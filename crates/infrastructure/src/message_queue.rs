//! RabbitMQ 连接管理与消息发布
//!
//! [`BrokerConnectionManager`] 维护唯一的 broker 连接：启动时按固定间隔重试，连接因错误断开时自动重连，
//! 尝试次数在一次重连周期内累计，成功后清零，耗尽后调用退出钩子。主动 [`BrokerConnectionManager::disconnect`]
//! 不会触发重连。

use std::future::Future;
use std::pin::Pin;
use std::sync::atomic::{AtomicBool, AtomicU32, Ordering};
use std::sync::Arc;
use std::time::Duration;

use async_trait::async_trait;
use futures::StreamExt;
use lapin::{
    options::*, types::FieldTable, BasicProperties, Channel, Connection, ConnectionProperties,
    Event, Queue,
};
use scheduler_core::{
    config::MessageQueueConfig, traits::MessagePublisher, Result, SchedulerError,
};
use tokio::sync::{mpsc, watch, Notify, RwLock};
use tracing::{debug, error, info, warn};

use crate::observability::{MetricsCollector, StructuredLogger};

/// 连接状态
#[derive(Debug, Clone, Copy, PartialEq, Eq)]
pub enum ConnectionState {
    Disconnected,
    Connecting,
    Connected,
    /// 重试次数耗尽，进程即将退出
    Exhausted,
}

/// 连接建立后由底层连接上报的终止事件
#[derive(Debug, Clone)]
pub enum ConnectionEvent {
    Error(String),
    Closed,
}

/// 建立和关闭底层连接
#[async_trait]
pub trait BrokerConnector: Send + Sync + 'static {
    type Connection: Clone + Send + Sync + 'static;

    async fn connect(
        &self,
        url: &str,
    ) -> Result<(Self::Connection, mpsc::UnboundedReceiver<ConnectionEvent>)>;

    async fn close(&self, connection: &Self::Connection) -> Result<()>;
}

/// 每次连接建立后被调用，用于在新连接上重新注册消费者
#[async_trait]
pub trait ConnectionListener<T: Send + Sync>: Send + Sync {
    async fn on_connected(&self, connection: &T) -> Result<()>;
}

pub type ExitHook = Arc<dyn Fn(i32) + Send + Sync>;

fn exit_process(code: i32) {
    std::process::exit(code)
}

struct Inner<C: BrokerConnector> {
    connector: C,
    url: String,
    max_attempts: u32,
    reconnect_interval: Duration,
    connecting: AtomicBool,
    attempts: AtomicU32,
    closing: AtomicBool,
    close_requested: Notify,
    connection: RwLock<Option<C::Connection>>,
    listeners: RwLock<Vec<Arc<dyn ConnectionListener<C::Connection>>>>,
    state_tx: watch::Sender<ConnectionState>,
    exit_hook: ExitHook,
    metrics: Arc<MetricsCollector>,
}

pub struct BrokerConnectionManager<C: BrokerConnector> {
    inner: Arc<Inner<C>>,
}

impl<C: BrokerConnector> Clone for BrokerConnectionManager<C> {
    fn clone(&self) -> Self {
        Self {
            inner: Arc::clone(&self.inner),
        }
    }
}

impl<C: BrokerConnector> BrokerConnectionManager<C> {
    pub fn new(connector: C, config: &MessageQueueConfig, metrics: Arc<MetricsCollector>) -> Self {
        let (state_tx, _) = watch::channel(ConnectionState::Disconnected);
        Self {
            inner: Arc::new(Inner {
                connector,
                url: config.url.clone(),
                max_attempts: config.retry_count,
                reconnect_interval: Duration::from_millis(config.reconnect_interval_ms),
                connecting: AtomicBool::new(false),
                attempts: AtomicU32::new(0),
                closing: AtomicBool::new(false),
                close_requested: Notify::new(),
                connection: RwLock::new(None),
                listeners: RwLock::new(Vec::new()),
                state_tx,
                exit_hook: Arc::new(exit_process),
                metrics,
            }),
        }
    }

    /// 替换重试耗尽时的退出行为，默认 `std::process::exit(1)`
    pub fn with_exit_hook(self, hook: ExitHook) -> Self {
        let inner = match Arc::try_unwrap(self.inner) {
            Ok(mut inner) => {
                inner.exit_hook = hook;
                inner
            }
            Err(inner) => {
                warn!("连接管理器已被共享，忽略退出钩子替换");
                return Self { inner };
            }
        };
        Self {
            inner: Arc::new(inner),
        }
    }

    pub async fn add_listener(&self, listener: Arc<dyn ConnectionListener<C::Connection>>) {
        self.inner.listeners.write().await.push(listener);
    }

    pub fn state(&self) -> ConnectionState {
        *self.inner.state_tx.borrow()
    }

    pub fn subscribe(&self) -> watch::Receiver<ConnectionState> {
        self.inner.state_tx.subscribe()
    }

    /// 当前连接，未连接时为 None
    pub async fn connection(&self) -> Option<C::Connection> {
        self.inner.connection.read().await.clone()
    }

    /// 建立连接。已有连接尝试进行中时直接返回
    pub async fn connect(&self) -> Result<()> {
        Inner::connect_guarded(&self.inner).await
    }

    /// 主动关闭连接，不会触发重连
    pub async fn disconnect(&self) -> Result<()> {
        self.inner.closing.store(true, Ordering::SeqCst);
        self.inner.close_requested.notify_one();

        let connection = self.inner.connection.write().await.take();
        self.inner.state_tx.send_replace(ConnectionState::Disconnected);

        if let Some(connection) = connection {
            self.inner.connector.close(&connection).await?;
            info!("RabbitMQ连接已关闭");
        }
        Ok(())
    }
}

impl<C: BrokerConnector> Inner<C> {
    async fn connect_guarded(inner: &Arc<Self>) -> Result<()> {
        if inner.connecting.swap(true, Ordering::SeqCst) {
            debug!("已有连接尝试进行中，跳过");
            return Ok(());
        }
        let result = Self::connect_loop(inner).await;
        inner.connecting.store(false, Ordering::SeqCst);

        // 标志位复位后再开始监听，已排队的断开事件才能触发重连
        Self::spawn_supervisor(Arc::clone(inner), result?);
        Ok(())
    }

    async fn connect_loop(inner: &Arc<Self>) -> Result<mpsc::UnboundedReceiver<ConnectionEvent>> {
        inner.closing.store(false, Ordering::SeqCst);
        let masked_url = mask_amqp_url(&inner.url);

        loop {
            let attempt = inner.attempts.fetch_add(1, Ordering::SeqCst) + 1;
            inner.state_tx.send_replace(ConnectionState::Connecting);

            match inner.connector.connect(&inner.url).await {
                Ok((connection, events)) => {
                    inner.metrics.record_broker_connect_attempt(true);
                    inner.attempts.store(0, Ordering::SeqCst);
                    *inner.connection.write().await = Some(connection.clone());
                    inner.state_tx.send_replace(ConnectionState::Connected);
                    StructuredLogger::log_broker_connected(&masked_url, attempt);

                    let listeners = inner.listeners.read().await.clone();
                    for listener in listeners {
                        if let Err(e) = listener.on_connected(&connection).await {
                            error!("连接建立后的回调执行失败: {}", e);
                        }
                    }

                    return Ok(events);
                }
                Err(e) => {
                    inner.metrics.record_broker_connect_attempt(false);
                    StructuredLogger::log_broker_connect_failed(
                        &masked_url,
                        attempt,
                        inner.max_attempts,
                        &e.to_string(),
                    );

                    if attempt >= inner.max_attempts {
                        StructuredLogger::log_broker_retries_exhausted(&masked_url, attempt);
                        inner.state_tx.send_replace(ConnectionState::Exhausted);
                        (inner.exit_hook)(1);
                        return Err(SchedulerError::BrokerRetriesExhausted { attempts: attempt });
                    }

                    tokio::time::sleep(inner.reconnect_interval).await;
                }
            }
        }
    }

    /// 等待连接的第一个终止事件，按关闭原因决定是否重连
    fn spawn_supervisor(inner: Arc<Self>, mut events: mpsc::UnboundedReceiver<ConnectionEvent>) {
        let task: Pin<Box<dyn Future<Output = ()> + Send>> = Box::pin(async move {
            let event = loop {
                tokio::select! {
                    event = events.recv() => break event.unwrap_or(ConnectionEvent::Closed),
                    _ = inner.close_requested.notified() => {
                        if inner.closing.load(Ordering::SeqCst) {
                            return;
                        }
                    }
                }
            };

            if inner.closing.load(Ordering::SeqCst) {
                debug!("连接已主动关闭，忽略终止事件: {:?}", event);
                return;
            }

            *inner.connection.write().await = None;
            inner.state_tx.send_replace(ConnectionState::Disconnected);

            match event {
                ConnectionEvent::Error(message) => {
                    warn!("RabbitMQ连接异常断开: {}，开始重连", message);
                    if let Err(e) = Self::connect_guarded(&inner).await {
                        error!("RabbitMQ重连失败: {}", e);
                    }
                }
                ConnectionEvent::Closed => {
                    info!("RabbitMQ连接已正常关闭，不再重连");
                }
            }
        });
        tokio::spawn(task);
    }
}

/// lapin 连接器
#[derive(Debug, Default, Clone)]
pub struct LapinConnector;

#[async_trait]
impl BrokerConnector for LapinConnector {
    type Connection = Arc<Connection>;

    async fn connect(
        &self,
        url: &str,
    ) -> Result<(Self::Connection, mpsc::UnboundedReceiver<ConnectionEvent>)> {
        let connection = Connection::connect(url, ConnectionProperties::default())
            .await
            .map_err(|e| SchedulerError::MessageQueue(format!("连接RabbitMQ失败: {e}")))?;

        let (tx, rx) = mpsc::unbounded_channel();
        let mut events = Box::pin(connection.events_listener());
        tokio::spawn(async move {
            while let Some(event) = events.next().await {
                match event {
                    Event::Error(err) => {
                        if tx.send(ConnectionEvent::Error(err.to_string())).is_err() {
                            break;
                        }
                    }
                    other => debug!("RabbitMQ连接事件: {:?}", other),
                }
            }
        });

        Ok((Arc::new(connection), rx))
    }

    async fn close(&self, connection: &Self::Connection) -> Result<()> {
        connection
            .close(200, "正常关闭")
            .await
            .map_err(|e| SchedulerError::MessageQueue(format!("关闭连接失败: {e}")))
    }
}

pub type RabbitMqConnectionManager = BrokerConnectionManager<LapinConnector>;

/// 声明持久化队列，已存在时为幂等操作
pub async fn declare_durable_queue(channel: &Channel, queue_name: &str) -> Result<Queue> {
    let queue = channel
        .queue_declare(
            queue_name,
            QueueDeclareOptions {
                durable: true,
                exclusive: false,
                auto_delete: false,
                ..Default::default()
            },
            FieldTable::default(),
        )
        .await
        .map_err(|e| SchedulerError::MessageQueue(format!("声明队列 {queue_name} 失败: {e}")))?;

    debug!("队列 {} 声明成功", queue_name);
    Ok(queue)
}

/// 每次发布都在当前连接上新开一个通道，发布完成后关闭
pub struct RabbitMqPublisher {
    broker: RabbitMqConnectionManager,
}

impl RabbitMqPublisher {
    pub fn new(broker: RabbitMqConnectionManager) -> Self {
        Self { broker }
    }
}

#[async_trait]
impl MessagePublisher for RabbitMqPublisher {
    async fn publish(&self, queue: &str, payload: &[u8]) -> Result<()> {
        let connection = self
            .broker
            .connection()
            .await
            .ok_or_else(|| SchedulerError::MessageQueue("RabbitMQ未连接".to_string()))?;

        let channel = connection
            .create_channel()
            .await
            .map_err(|e| SchedulerError::MessageQueue(format!("创建通道失败: {e}")))?;

        let result = async {
            declare_durable_queue(&channel, queue).await?;

            channel
                .confirm_select(ConfirmSelectOptions::default())
                .await
                .map_err(|e| SchedulerError::MessageQueue(format!("开启发布确认失败: {e}")))?;

            let properties = BasicProperties::default()
                .with_delivery_mode(2) // 2 = persistent
                .with_content_type("application/json".into())
                .with_timestamp(chrono::Utc::now().timestamp() as u64);

            let confirm = channel
                .basic_publish("", queue, BasicPublishOptions::default(), payload, properties)
                .await
                .map_err(|e| {
                    SchedulerError::MessageQueue(format!("发布消息到队列 {queue} 失败: {e}"))
                })?;

            confirm
                .await
                .map_err(|e| SchedulerError::MessageQueue(format!("消息发布确认失败: {e}")))?;

            debug!("消息已发布到队列: {}", queue);
            Ok::<(), SchedulerError>(())
        }
        .await;

        if let Err(e) = channel.close(200, "发布完成").await {
            debug!("关闭发布通道失败: {}", e);
        }

        result
    }
}

/// 隐藏 AMQP URL 中的密码部分，用于日志输出
pub fn mask_amqp_url(url: &str) -> String {
    let Some(scheme_end) = url.find("://") else {
        return url.to_string();
    };
    let rest = &url[scheme_end + 3..];
    let Some(at) = rest.rfind('@') else {
        return url.to_string();
    };
    let credentials = &rest[..at];
    match credentials.find(':') {
        Some(colon) => format!(
            "{}{}:***{}",
            &url[..scheme_end + 3],
            &credentials[..colon],
            &rest[at..]
        ),
        None => url.to_string(),
    }
}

════════

## Your goal
Show all lines in the entries above where the word "move" appears.

## Solution for this task
        let task: Pin<Box<dyn Future<Output = ()> + Send>> = Box::pin(async move {
        tokio::spawn(async move {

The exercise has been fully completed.